By J. Keith Buchanan, CFA, Senior Portfolio Manager

There is a question that risk markets have been wrestling with all summer and now into the fall. As inflation exploded onto the economic scene in 2021 and proved itself to be stickier than first expected, US monetary policymakers at the Federal Reserve tightened policy by 450 basis over the course of twelve months. In 2022 at last, year-over-year inflation started moving lower toward the Fed’s 2% target.
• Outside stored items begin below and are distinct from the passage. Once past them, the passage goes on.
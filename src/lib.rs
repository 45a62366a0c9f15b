/*!
# Toolbench

A catalog of everyday utility tools served over HTTP and from the command line.

## Overview

Each tool is a small, mostly pure function: unit and currency conversion,
password generation and strength checking, CSV/JSON conversion, document
format conversion and an encrypted note keeper. A handful of AI tools
(translation, summaries, transcription, OCR, background removal, text
formatting, book summaries) forward one request to a hosted generative model.

## Architecture

### Tool Layer
- Pure conversion and scoring functions, no I/O
- Document converters reading and writing DOCX, XLSX, PPTX and PDF
- AI flows behind the `ModelProvider` trait

### Persistence Layer
- Typed keys over a string key/value store, JSON values in a versioned envelope
- Capped per-tool conversion history
- Notes sealed with AES-256-GCM under an Argon2-derived key, gzip + bincode backups

### Web Layer (`web` feature)
- axum router exposing every tool, JSON errors, multipart uploads
- Shared async task tracker reporting progress for long-running work

## Modules

- **catalog**: Tool descriptors, categories and icons
- **units**: Unit and currency conversion
- **password**: Password generator and strength scorer
- **csv_json**: CSV to JSON and back
- **converter**: Document conversion dispatcher
- **history**: Conversion history per tool
- **storage**: Key-scoped, versioned persistence
- **notes**: Secure note keeper
- **task**: Async task state tracking
- **ai**: Generative model flows
- **sitemap**: Sitemap XML
- **config**: TOML configuration with environment overrides
- **error**: Crate-wide error type
- **app**: HTTP routing (web feature only)
*/

pub mod ai;
pub mod catalog;
pub mod config;
pub mod converter;
pub mod csv_json;
pub mod error;
pub mod history;
pub mod notes;
pub mod password;
pub mod sitemap;
pub mod storage;
pub mod task;
pub mod units;

// Web-specific modules only included when the web feature is enabled
#[cfg(feature = "web")]
pub mod app;

pub use error::{Error, Result};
However, this summer has complicated the path forward for inflation, and as a result, the path forward for monetary policy. Federal Reserve Chair Jerome Powell has expressed time and time again that the error that the committee most desires to avoid is a resurgence in inflation. He stated that plainly as inflation moved higher in 2021 almost as a warning as to how dramatically hawkish Fed policy would become over the next year. Even as the market and policy makers applaud the disinflationary shift that has occurred and priced in the peak Fed Funds rate near the current level, the end of summer brought with it fears that rates will stay here for longer than the market previously expected.

The August Consumer Price Index report showed some pockets of potential reacceleration largely due to the uptick in energy prices. The August Producer Price Index also came in higher than consensus expectations. As recently as August 8th, Fed Funds futures were pricing in that the Fed Funds rate would finish 2024 at 3.75-4.00%. In other words, the market expected 150 basis points of cuts to the Fed Funds rate in 2024. Today, just a month and a half later, the market expects 75 basis points of cuts to the Fed Funds rate next year.

Risk markets readjusted lower throughout 2022 as they digested just how high the Fed was willing to take interest rates, and the potential havoc those hikes could wreak on our economy. Going forward, the rest of 2023 may be defined by how well the markets adjust to rates staying higher for longer. How much longer though? The market is increasingly betting that the Fed will remain in this restrictive stance further into next year. That anticipation has lifted 10-year Treasury rates to new 15-year highs and placed new pressure on equity prices over the past two weeks. However, a resurgence of inflation could prompt policy makers to delay rate cuts and dovish rhetoric even further. Recessionary fears or cascading inflation could have the opposite affect and offer relief to equities and fixed income assets.